現在、日本人の約20%が罹患し、その患者数が年々増加傾向にある花粉症。
発症年齢の低下や、花粉シーズン中の作業効率の低下による経済損失の大きさが問題となっています。
そこで、花粉症治療薬は勿論、患者さんのQOLを向上させる花粉対策用品、衛生材料などが注目されています。
しかし、花粉症領域での医薬品の臨床試験や花粉対策用品の機能評価試験は時期や天候が限られ、一定の条件下で再現性のある試験を行うことは困難でした。

そこで、東京臨床薬理研究所は、東京都内に最新式の花粉症調査研究施設「OHIOチェインバー」を左門町クリニック内に開設しました。

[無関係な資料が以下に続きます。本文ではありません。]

//! Keyboard, mouse and remote-control handling for `App`.

use crossterm::event::{KeyCode, KeyEvent, KeyEventKind, MouseButton, MouseEvent, MouseEventKind};
use ratatui::layout::{Position, Rect};

use crate::audio::MediaBackend;
use crate::mpris::ControlCmd;
use crate::player::transport_intent;

use super::model::{App, Flow, Transport};

fn hit(area: Rect, column: u16, row: u16) -> bool {
    area.width > 0 && area.contains(Position::new(column, row))
}

impl<B: MediaBackend> App<B> {
    /// Transport toggle; with nothing selected yet it starts the first track.
    pub fn toggle_transport(&mut self) {
        let intent = transport_intent(self.coordinator.state())
            .or_else(|| self.playlist_view.bootstrap(self.coordinator.state()));
        self.dispatch(intent);
    }

    /// Select the neighbouring track and move the cursor along.
    pub fn step_track(&mut self, step: isize) {
        let intent = self
            .playlist_view
            .step_intent(self.coordinator.state(), step);
        self.dispatch(intent);
        if let Some(i) = self.selected_index() {
            self.playlist_view.set_cursor(i);
        }
    }

    pub fn press_transport(&mut self, button: Transport) {
        match button {
            Transport::Prev => self.step_track(-1),
            Transport::Toggle => self.toggle_transport(),
            Transport::Next => self.step_track(1),
        }
    }

    /// Play the track under the cursor.
    pub fn play_cursor(&mut self) {
        let Some(id) = self.playlist_view.cursor_track().map(|t| t.id.clone()) else {
            return;
        };
        let intent = self
            .playlist_view
            .select_and_play(&id, self.coordinator.state());
        self.dispatch(intent);
    }

    /// Row click: flip the row's track, or switch to it.
    pub fn click_row(&mut self, index: usize) {
        let Some(id) = self.playlist().at(index).map(|t| t.id.clone()) else {
            return;
        };
        self.playlist_view.set_cursor(index);
        let intent = self
            .playlist_view
            .toggle_play_pause(&id, self.coordinator.state());
        self.dispatch(intent);
    }

    pub fn handle_key(&mut self, key: KeyEvent) -> Flow {
        if key.kind != KeyEventKind::Press {
            return Flow::Continue;
        }

        match key.code {
            KeyCode::Char('q') => {
                self.pending_gg = false;
                return Flow::Quit;
            }
            KeyCode::Char('g') => {
                if self.pending_gg {
                    self.pending_gg = false;
                    self.playlist_view.top();
                } else {
                    self.pending_gg = true;
                }
            }
            KeyCode::Char('G') => {
                self.pending_gg = false;
                self.playlist_view.bottom();
            }
            KeyCode::Char('j') | KeyCode::Down => {
                self.pending_gg = false;
                self.playlist_view.move_down();
            }
            KeyCode::Char('k') | KeyCode::Up => {
                self.pending_gg = false;
                self.playlist_view.move_up();
            }
            KeyCode::Enter => {
                self.pending_gg = false;
                self.play_cursor();
            }
            KeyCode::Char('p') | KeyCode::Char(' ') => {
                self.pending_gg = false;
                self.toggle_transport();
            }
            KeyCode::Char('l') => {
                self.pending_gg = false;
                self.step_track(1);
            }
            KeyCode::Char('h') => {
                self.pending_gg = false;
                self.step_track(-1);
            }
            KeyCode::Char('L') => {
                self.pending_gg = false;
                let secs = self.scrub_seconds.min(i64::MAX as u64) as i64;
                self.coordinator.seek_by(secs);
            }
            KeyCode::Char('H') => {
                self.pending_gg = false;
                let secs = self.scrub_seconds.min(i64::MAX as u64) as i64;
                self.coordinator.seek_by(-secs);
            }
            KeyCode::Char('+') | KeyCode::Char('=') => {
                self.pending_gg = false;
                self.coordinator.adjust_volume(i32::from(self.volume_step));
            }
            KeyCode::Char('-') => {
                self.pending_gg = false;
                self.coordinator.adjust_volume(-i32::from(self.volume_step));
            }
            KeyCode::Char('K') => {
                self.pending_gg = false;
                self.toggle_details_window();
            }
            KeyCode::Esc => {
                self.pending_gg = false;
                self.details_window = false;
            }
            KeyCode::Char(_) => {
                // g pending should clear on any other printable char
                self.pending_gg = false;
            }
            _ => {}
        }

        Flow::Continue
    }

    pub fn handle_mouse(&mut self, mouse: MouseEvent) -> Flow {
        let (column, row) = (mouse.column, mouse.row);
        match mouse.kind {
            MouseEventKind::Down(MouseButton::Left) => {
                if let Some(volume) = self.volume_drag.press(column, row, self.areas.volume_bar) {
                    self.coordinator.set_volume(volume);
                    return Flow::Continue;
                }

                let bar = self.areas.progress_bar;
                if hit(bar, column, row) {
                    let span = f64::from(bar.width.saturating_sub(1).max(1));
                    let fraction = f64::from(column - bar.x) / span;
                    self.coordinator.seek_to_fraction(fraction);
                    return Flow::Continue;
                }

                if let Some(button) = Transport::ALL
                    .into_iter()
                    .zip(self.areas.transport)
                    .find(|(_, area)| hit(*area, column, row))
                    .map(|(b, _)| b)
                {
                    self.press_transport(button);
                    return Flow::Continue;
                }

                if let Some(index) = self
                    .areas
                    .rows
                    .iter()
                    .find(|r| hit(r.area, column, row))
                    .map(|r| r.index)
                {
                    self.click_row(index);
                }
            }
            MouseEventKind::Drag(MouseButton::Left) => {
                if let Some(volume) = self.volume_drag.move_to(column) {
                    self.coordinator.set_volume(volume);
                }
            }
            MouseEventKind::Up(MouseButton::Left) => {
                self.volume_drag.release();
            }
            MouseEventKind::ScrollDown => self.playlist_view.move_down(),
            MouseEventKind::ScrollUp => self.playlist_view.move_up(),
            _ => {}
        }
        Flow::Continue
    }

    pub fn handle_control(&mut self, cmd: ControlCmd) -> Flow {
        let playing = self.state().is_playing();
        match cmd {
            ControlCmd::Quit => return Flow::Quit,
            ControlCmd::PlayPause => self.toggle_transport(),
            ControlCmd::Play => {
                if !playing {
                    self.toggle_transport();
                }
            }
            ControlCmd::Pause | ControlCmd::Stop => {
                if playing {
                    self.toggle_transport();
                }
            }
            ControlCmd::Next => self.step_track(1),
            ControlCmd::Prev => self.step_track(-1),
        }
        Flow::Continue
    }
}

「オハイオ チェインバー」は、スギやヒノキの花粉を室内に均一に拡散でき花粉濃度の均一性をモニタリングしながら、花粉症に関する医薬品や食品の有効性と安全性を確認する為の試験や、花粉症マスクや空気清浄機・掃除機などの機能評価試験などを、天候や季節に関係なくいつでも客観的に実施できる施設で、その設備は世界最高レベルの性能を有しています。
Chamberは2005年時点で、世界でオーストリア(ウィーン)、ドイツ(ハノーファー)、カナダ(オンタリオ)など海外で7ヶ所に設置されており、日本でも2005年に和歌山と大阪に、2008年には千葉に設立されています。
海外では、Environmental Exposure Unit(EEU)とか、Allergen Challenge Chamber(ACC)といった名称で呼ばれており、抗原の供給方法やChamberの大きさなどは施設によって異なっています。